Los europeos llevaron al Nuevo Mundo enfermedades allí desconocidas, como la viruela, y en el Nuevo Mundo descubrieron productos cuya existencia ignoraban como la patata, el tomate o el cacao, que se apresuraron a importar desde sus países de origen. A Internet llevamos nosotros nuestras extraviadas curiosidades, nuestra necesidad de estar informado y nuestras ansias de comunicación. E Internet, además de una inédita gimnasia para las yemas de los dedos y una buena paliza para las pupilas, nos devuelve ahora una nueva manera de comunicarnos, una nueva manera de informarnos y una nueva manera de saciar nuestra curiosidad.
Al igual que el uso de vehículos de
transporte debilita las pantorrillas y no ayuda precisamente a reforzar esa
parte tan preciada de la anatomía que son las posaderas, incorporar Internet a
nuestras vidas ha transformado nuestros hábitos, incluida nuestra capacidad de
concentración. Allí donde antes aguantábamos películas de tres horas sin
pestañear, ahora a los diez minutos ansiamos zapear, cerrar una pantalla para
abrir otra, cambiar de paisaje. Y del mismo modo, allí donde antes no
escuchábamos los mensajes del contestador automático hasta llegar a casa, sin
mostrar por ello la mínima traza de desasosiego, ahora nos lanzamos cada cinco
segundos a consultar el correo electrónico, aunque sea para comprobar cuál es
la última estúpida publicidad indeseada que ha aterrizado en la bandeja de spam.

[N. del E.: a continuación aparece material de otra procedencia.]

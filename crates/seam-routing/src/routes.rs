// Copyright (c) 2025 Geoffrey Huntley <ghuntley@ghuntley.com>. All rights reserved.
// SPDX-License-Identifier: Proprietary

//! Policy-routing capability: the fwmark rule and the table's default route.

use async_trait::async_trait;
use seam_common::{run_command, CommandError};
use tracing::instrument;

#[async_trait]
pub trait PolicyRouting: Send + Sync {
	/// Bind `mark` to `table`.
	async fn add_rule(&self, mark: u32, table: u32) -> Result<(), CommandError>;

	/// Remove the (mark, table) binding. Fails when no such rule exists.
	async fn remove_rule(&self, mark: u32, table: u32) -> Result<(), CommandError>;

	/// Point `table`'s default route at `interface`. Replaces any existing
	/// default route in the table.
	async fn set_default_route(&self, table: u32, interface: &str) -> Result<(), CommandError>;
}

/// `ip rule`/`ip route` implementation.
pub struct CommandPolicyRouting;

impl CommandPolicyRouting {
	pub fn new() -> Self {
		Self
	}
}

impl Default for CommandPolicyRouting {
	fn default() -> Self {
		Self::new()
	}
}

#[async_trait]
impl PolicyRouting for CommandPolicyRouting {
	#[instrument(skip(self))]
	async fn add_rule(&self, mark: u32, table: u32) -> Result<(), CommandError> {
		let mark = mark.to_string();
		let table = table.to_string();
		run_command("ip", &["rule", "add", "fwmark", &mark, "lookup", &table]).await?;
		Ok(())
	}

	#[instrument(skip(self))]
	async fn remove_rule(&self, mark: u32, table: u32) -> Result<(), CommandError> {
		let mark = mark.to_string();
		let table = table.to_string();
		run_command("ip", &["rule", "del", "fwmark", &mark, "lookup", &table]).await?;
		Ok(())
	}

	#[instrument(skip(self))]
	async fn set_default_route(&self, table: u32, interface: &str) -> Result<(), CommandError> {
		let table = table.to_string();
		run_command(
			"ip",
			&[
				"route", "replace", "default", "dev", interface, "table", &table,
			],
		)
		.await?;
		Ok(())
	}
}
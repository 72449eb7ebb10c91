// Copyright (c) 2025 Geoffrey Huntley <ghuntley@ghuntley.com>. All rights reserved.
// SPDX-License-Identifier: Proprietary

//! Connection profile rendering.
//!
//! The text format is dictated by the tunnel protocol and must be
//! reproduced verbatim for interoperability. Rendering is pure and
//! deterministic: identical inputs always produce byte-identical output,
//! so the profile is regenerable at any time from the client row plus the
//! server identity and is never stored separately.

use qrcode::render::svg;
use qrcode::QrCode;
use seam_common::ServerIdentity;
use std::net::IpAddr;

use crate::clients::Client;
use crate::error::{ProvisionError, Result};

#[derive(Clone)]
pub struct ProfileGenerator {
	server: ServerIdentity,
	dns: Vec<IpAddr>,
	keepalive_secs: u16,
}

impl ProfileGenerator {
	pub fn new(server: ServerIdentity, dns: Vec<IpAddr>, keepalive_secs: u16) -> Self {
		Self {
			server,
			dns,
			keepalive_secs,
		}
	}

	/// Render the client's connection profile text.
	pub fn render(&self, client: &Client) -> String {
		let dns = self
			.dns
			.iter()
			.map(|d| d.to_string())
			.collect::<Vec<_>>()
			.join(", ");

		format!(
			"[Interface]\n\
			 PrivateKey = {private_key}\n\
			 Address = {address}/32\n\
			 DNS = {dns}\n\
			 \n\
			 [Peer]\n\
			 PublicKey = {server_key}\n\
			 Endpoint = {endpoint}\n\
			 AllowedIPs = 0.0.0.0/0, ::/0\n\
			 PersistentKeepalive = {keepalive}\n",
			private_key = client.private_key.to_base64().expose(),
			address = client.address,
			dns = dns,
			server_key = self.server.public_key().to_base64(),
			endpoint = self.server.endpoint(),
			keepalive = self.keepalive_secs,
		)
	}

	/// Render a scannable SVG encoding of the profile text.
	pub fn render_qr_svg(&self, profile: &str) -> Result<String> {
		let code = QrCode::new(profile.as_bytes()).map_err(|e| ProvisionError::Qr(e.to_string()))?;
		Ok(
			code
				.render::<svg::Color>()
				.min_dimensions(256, 256)
				.build(),
		)
	}
}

Internet nos ha convertido claramente en
otros: somos más impacientes y, a consecuencia de ello, devoramos también la
información a una velocidad antes impensada. De leer artículos de fondo
mientras saboreábamos un café y un croissant, hemos pasado a saltar de un
titular a otro como si fuéramos una agencia de comunicación a cuyas terminales
llega cuanta noticia valga la pena vocear. Difícilmente retendremos apenas un
1% de todo ese aluvión informativo, ni nos servirá para nada saber el tiempo
que hace en Australia o conocer en directo las fluctuaciones de la Bolsa de
Japón. Y aunque tendremos la sensación de estar al día de todo, ese saber no se
traducirá en nuestra conversación más que en forma de nimias aproximaciones que
ni siquiera podremos denominar periodísticas, pues en muchas ocasiones se
reducirán a lo leído en el blog de una amiga (que jamás tuvo mucho que decir) o
en el Facebook de un cuñado (al que el paro deja demasiado tiempo libre,
lamentablemente para todos).
Con este panorama, ¿dónde está el espacio
para el prescriptor, la prescriptora, los prescriptores, que antaño servían para
orientarnos en la selva del saber? Esos seres que dedicaron sus esfuerzos a
formarse en especialidades como el arte, la literatura, el cine o cualquier
otro campo para poder guiarnos por frondosas arborescencias, donde tan fácil
resulta extraviarse, ¿qué papel juegan en este nuevo horizonte donde todos
opinan y donde parece que sirve toda opinión? Críticos literarios, como quien esto
escribe, acostumbrados a recomendar lecturas; críticos teatrales dedicados a diseccionar
puestas en escena; críticos de arte que nos ayudan a circular por las
exposiciones que nuestra ciudad nos brinda… ¿tienen sitio ahí donde cualquiera
puede arrogarse el papel de prescriptor como quien viste el día de carnaval una
bata blanca de doctor?
Teniendo como misión principal formar el
gusto y, como daño colateral influir sobre las elecciones del público, el
prescriptor desgrana las virtudes o los defectos de un producto, cultural o no,
buscando convertirlo en prescindible o imprescindible. Suerte de perro
lazarillo, nos orienta con su olfato por el mejor camino, tratando de alejarnos
de las pérdidas de tiempo, de las decepciones y de los flagrantes engaños.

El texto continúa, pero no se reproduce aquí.